Ireland's wake-up call
Ireland's tenancy at Croke Park ended with a certain symmetry yesterday, with a defeat that cost them silverware.
In 2007, they lost first up to France in a campaign that otherwise was unblemished, and yesterday the Scots saw to it that the Triple Crown would go nowhere this season.
Despite arriving in Dublin without a win in this season's championship, Scotland were hugely determined to take something from their efforts, and did so by decimating Ireland's setpiece.
"I think people had this perception that Scotland were going to roll over but we knew they wouldn't," Declan Kidney said afterwards.
"Their line-out has been better than ours all season. They put pressure on us there and there were probably four or five turnovers there. One or two crucial decisions went their way there and that can be the difference in a game.

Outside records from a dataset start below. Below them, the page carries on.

//! End-of-immersion assessment filled by the establishment tutor.

use serde::{Deserialize, Serialize};
use ts_rs::TS;

use crate::convention_status::ConventionStatus;
use crate::error::CoreError;
use crate::types::Date;
use crate::validation::{validate_required_text, MAX_TEXT_LENGTH};

#[derive(Debug, Clone, Copy, PartialEq, Eq, Serialize, Deserialize, TS)]
#[serde(rename_all = "SCREAMING_SNAKE_CASE")]
#[ts(export)]
pub enum AssessmentStatus {
    Completed,
    PartiallyCompleted,
    DidNotShow,
}

impl AssessmentStatus {
    pub fn as_str(&self) -> &'static str {
        match self {
            Self::Completed => "COMPLETED",
            Self::PartiallyCompleted => "PARTIALLY_COMPLETED",
            Self::DidNotShow => "DID_NOT_SHOW",
        }
    }
}

#[derive(Debug, Clone, PartialEq, Serialize, Deserialize, TS)]
#[ts(export)]
pub struct AssessmentForm {
    pub status: AssessmentStatus,
    pub establishment_feedback: String,
    #[serde(default)]
    pub last_day_of_presence: Option<Date>,
    #[serde(default)]
    pub number_of_missed_hours: Option<f64>,
}

/// Validate an assessment for a convention in `convention_status` that ran
/// from `date_start` to `date_end`, submitted on `today`.
pub fn validate_assessment(
    form: &AssessmentForm,
    convention_status: ConventionStatus,
    date_start: Date,
    date_end: Date,
    today: Date,
) -> Result<(), CoreError> {
    if convention_status != ConventionStatus::AcceptedByValidator {
        return Err(CoreError::Validation(format!(
            "Cannot assess a convention with status '{convention_status}'"
        )));
    }
    if date_end > today {
        return Err(CoreError::Validation(
            "The immersion is not over yet".into(),
        ));
    }

    validate_required_text("establishment_feedback", &form.establishment_feedback, MAX_TEXT_LENGTH)?;

    match form.status {
        AssessmentStatus::PartiallyCompleted => {
            let last_day = form.last_day_of_presence.ok_or_else(|| {
                CoreError::Validation(
                    "last_day_of_presence is required for a partially completed immersion".into(),
                )
            })?;
            if last_day < date_start || last_day > date_end {
                return Err(CoreError::Validation(
                    "last_day_of_presence must fall within the convention dates".into(),
                ));
            }
            match form.number_of_missed_hours {
                Some(hours) if hours >= 0.0 => {}
                _ => {
                    return Err(CoreError::Validation(
                        "number_of_missed_hours is required and must not be negative".into(),
                    ))
                }
            }
        }
        AssessmentStatus::Completed | AssessmentStatus::DidNotShow => {
            if form.last_day_of_presence.is_some() || form.number_of_missed_hours.is_some() {
                return Err(CoreError::Validation(format!(
                    "Presence details only apply to a partially completed immersion, not '{}'",
                    form.status.as_str()
                )));
            }
        }
    }

    Ok(())
}
//! Repository for the `establishments` and `establishment_offers` tables.

use immersion_core::appellation::Appellation;
use immersion_core::establishment::{EstablishmentForm, DEFAULT_MAX_CONTACTS_PER_WEEK};
use immersion_core::types::{DbId, Timestamp};
use sqlx::types::Json;
use sqlx::{PgConnection, PgExecutor};

use crate::models::establishment::{
    Establishment, EstablishmentOffer, EstablishmentWithOffers, SearchFilter, SearchResult,
};

/// Column list shared across queries to avoid repetition.
const COLUMNS: &str = "id, siret, business_name, business_name_customized, street_address, \
                       postcode, department_code, city, naf_code, website, \
                       additional_information, business_contact, max_contacts_per_week, \
                       is_searchable, created_at, updated_at";

const OFFER_COLUMNS: &str =
    "id, establishment_id, appellation_code, appellation_label, rome_code, created_at, updated_at";

/// Provides persistence for establishments and their offers.
pub struct EstablishmentRepo;

impl EstablishmentRepo {
    /// Insert an establishment and its offers.
    ///
    /// A second registration for the same SIRET violates
    /// `uq_establishments_siret`.
    pub async fn create(
        conn: &mut PgConnection,
        form: &EstablishmentForm,
        department_code: &str,
    ) -> Result<EstablishmentWithOffers, sqlx::Error> {
        let query = format!(
            "INSERT INTO establishments (siret, business_name, business_name_customized, \
                 street_address, postcode, department_code, city, naf_code, website, \
                 additional_information, business_contact, max_contacts_per_week, is_searchable)
             VALUES ($1, $2, $3, $4, $5, $6, $7, $8, $9, $10, $11, $12, $13)
             RETURNING {COLUMNS}"
        );
        let establishment = sqlx::query_as::<_, Establishment>(&query)
            .bind(&form.siret)
            .bind(&form.business_name)
            .bind(&form.business_name_customized)
            .bind(&form.street_address)
            .bind(&form.postcode)
            .bind(department_code)
            .bind(&form.city)
            .bind(&form.naf_code)
            .bind(&form.website)
            .bind(&form.additional_information)
            .bind(Json(&form.business_contact))
            .bind(form.max_contacts_per_week.unwrap_or(DEFAULT_MAX_CONTACTS_PER_WEEK))
            .bind(form.is_searchable)
            .fetch_one(&mut *conn)
            .await?;

        let offers = Self::insert_offers(conn, establishment.id, &form.offers).await?;
        Ok(EstablishmentWithOffers {
            establishment,
            offers,
        })
    }

    pub async fn find_by_siret(
        executor: impl PgExecutor<'_>,
        siret: &str,
    ) -> Result<Option<Establishment>, sqlx::Error> {
        let query = format!("SELECT {COLUMNS} FROM establishments WHERE siret = $1");
        sqlx::query_as::<_, Establishment>(&query)
            .bind(siret)
            .fetch_optional(executor)
            .await
    }

    /// Load an establishment with its offers.
    pub async fn find_with_offers(
        conn: &mut PgConnection,
        siret: &str,
    ) -> Result<Option<EstablishmentWithOffers>, sqlx::Error> {
        let Some(establishment) = Self::find_by_siret(&mut *conn, siret).await? else {
            return Ok(None);
        };
        let offers = Self::list_offers(&mut *conn, establishment.id).await?;
        Ok(Some(EstablishmentWithOffers {
            establishment,
            offers,
        }))
    }

    pub async fn list_offers(
        executor: impl PgExecutor<'_>,
        establishment_id: DbId,
    ) -> Result<Vec<EstablishmentOffer>, sqlx::Error> {
        let query = format!(
            "SELECT {OFFER_COLUMNS} FROM establishment_offers
             WHERE establishment_id = $1
             ORDER BY appellation_code"
        );
        sqlx::query_as::<_, EstablishmentOffer>(&query)
            .bind(establishment_id)
            .fetch_all(executor)
            .await
    }

    pub async fn find_offer(
        executor: impl PgExecutor<'_>,
        establishment_id: DbId,
        appellation_code: &str,
    ) -> Result<Option<EstablishmentOffer>, sqlx::Error> {
        let query = format!(
            "SELECT {OFFER_COLUMNS} FROM establishment_offers
             WHERE establishment_id = $1 AND appellation_code = $2"
        );
        sqlx::query_as::<_, EstablishmentOffer>(&query)
            .bind(establishment_id)
            .bind(appellation_code)
            .fetch_optional(executor)
            .await
    }

    /// Overwrite an establishment from an edited form and replace its offers.
    ///
    /// Returns `None` if no establishment has this SIRET.
    pub async fn update(
        conn: &mut PgConnection,
        form: &EstablishmentForm,
        department_code: &str,
    ) -> Result<Option<EstablishmentWithOffers>, sqlx::Error> {
        let query = format!(
            "UPDATE establishments SET
                business_name = $2,
                business_name_customized = $3,
                street_address = $4,
                postcode = $5,
                department_code = $6,
                city = $7,
                naf_code = $8,
                website = $9,
                additional_information = $10,
                business_contact = $11,
                max_contacts_per_week = COALESCE($12, max_contacts_per_week),
                is_searchable = $13
             WHERE siret = $1
             RETURNING {COLUMNS}"
        );
        let Some(establishment) = sqlx::query_as::<_, Establishment>(&query)
            .bind(&form.siret)
            .bind(&form.business_name)
            .bind(&form.business_name_customized)
            .bind(&form.street_address)
            .bind(&form.postcode)
            .bind(department_code)
            .bind(&form.city)
            .bind(&form.naf_code)
            .bind(&form.website)
            .bind(&form.additional_information)
            .bind(Json(&form.business_contact))
            .bind(form.max_contacts_per_week)
            .bind(form.is_searchable)
            .fetch_optional(&mut *conn)
            .await?
        else {
            return Ok(None);
        };

        sqlx::query("DELETE FROM establishment_offers WHERE establishment_id = $1")
            .bind(establishment.id)
            .execute(&mut *conn)
            .await?;
        let offers = Self::insert_offers(conn, establishment.id, &form.offers).await?;

        Ok(Some(EstablishmentWithOffers {
            establishment,
            offers,
        }))
    }

    /// Delete an establishment with its offers and discussions. Returns
    /// `true` if a row was removed.
    pub async fn delete(executor: impl PgExecutor<'_>, siret: &str) -> Result<bool, sqlx::Error> {
        let result = sqlx::query("DELETE FROM establishments WHERE siret = $1")
            .bind(siret)
            .execute(executor)
            .await?;
        Ok(result.rows_affected() > 0)
    }

    /// Load an establishment and lock its row until the transaction ends.
    ///
    /// Contact requests for the same establishment are serialised on this
    /// lock so the weekly count and the cooldown check see every discussion.
    pub async fn lock_by_siret(
        conn: &mut PgConnection,
        siret: &str,
    ) -> Result<Option<Establishment>, sqlx::Error> {
        let query = format!("SELECT {COLUMNS} FROM establishments WHERE siret = $1 FOR UPDATE");
        sqlx::query_as::<_, Establishment>(&query)
            .bind(siret)
            .fetch_optional(conn)
            .await
    }

    /// Searchable establishments offering the requested job, one row per
    /// matching offer.
    ///
    /// An establishment that received `max_contacts_per_week` requests since
    /// `contacts_since` is left out until older requests fall out of the
    /// window.
    pub async fn search(
        executor: impl PgExecutor<'_>,
        filter: &SearchFilter,
        contacts_since: Timestamp,
        limit: i64,
    ) -> Result<Vec<SearchResult>, sqlx::Error> {
        sqlx::query_as::<_, SearchResult>(
            "SELECT e.siret, e.business_name, e.business_name_customized, e.street_address,
                    e.postcode, e.department_code, e.city, e.naf_code, e.website,
                    e.additional_information, e.business_contact->>'contact_mode' AS contact_mode,
                    o.appellation_code, o.appellation_label, o.rome_code
             FROM establishments e
             JOIN establishment_offers o ON o.establishment_id = e.id
             WHERE e.is_searchable = true
               AND ($1::TEXT IS NULL OR o.rome_code = $1)
               AND ($2::TEXT IS NULL OR o.appellation_code = $2)
               AND ($3::TEXT IS NULL OR e.department_code = $3)
               AND (SELECT COUNT(*) FROM discussions d
                    WHERE d.establishment_id = e.id AND d.created_at >= $4)
                   < e.max_contacts_per_week
             ORDER BY e.updated_at DESC, e.id, o.appellation_code
             LIMIT $5",
        )
        .bind(&filter.rome)
        .bind(&filter.appellation_code)
        .bind(&filter.department)
        .bind(contacts_since)
        .bind(limit)
        .fetch_all(executor)
        .await
    }

    async fn insert_offers(
        conn: &mut PgConnection,
        establishment_id: DbId,
        offers: &[Appellation],
    ) -> Result<Vec<EstablishmentOffer>, sqlx::Error> {
        let query = format!(
            "INSERT INTO establishment_offers (establishment_id, appellation_code, \
                                               appellation_label, rome_code)
             VALUES ($1, $2, $3, $4)
             RETURNING {OFFER_COLUMNS}"
        );
        let mut created = Vec::with_capacity(offers.len());
        for offer in offers {
            let row = sqlx::query_as::<_, EstablishmentOffer>(&query)
                .bind(establishment_id)
                .bind(&offer.appellation_code)
                .bind(offer.appellation_label.trim())
                .bind(&offer.rome_code)
                .fetch_one(&mut *conn)
                .await?;
            created.push(row);
        }
        Ok(created)
    }
}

We said all along that any team in this competition can beat another one and we are bitterly disappointed to lose our last game here in Croke Park. What can you do but learn from it?"
Kidney turned to the familiar figure of Ronan O'Gara after Jonny Sexton came away with 50 per cent stats on his goal kicks. O'Gara nailed two big kicks to keep Ireland in the game but man of the match Dan Parks won it for the Scots with a penalty in the dying minutes.
"Ronan didn't do anything that I would be surprised with," Kidney said. "We are trying to develop a squad and I think Jonathan has had a good campaign and Ronan has been excellent too. I always said we are blessed to have the two of them."
While Ireland's problems at the set yesterday were acute, they suffered as well at the breakdown because of their struggle to adapt to the new emphasis in the tackle law. This controversy is set to run a bit yet.
As was widely expected, France completed the Grand Slam, with a 12-10 win over England in Paris last night, leaving Ireland alone in second place with three wins from five.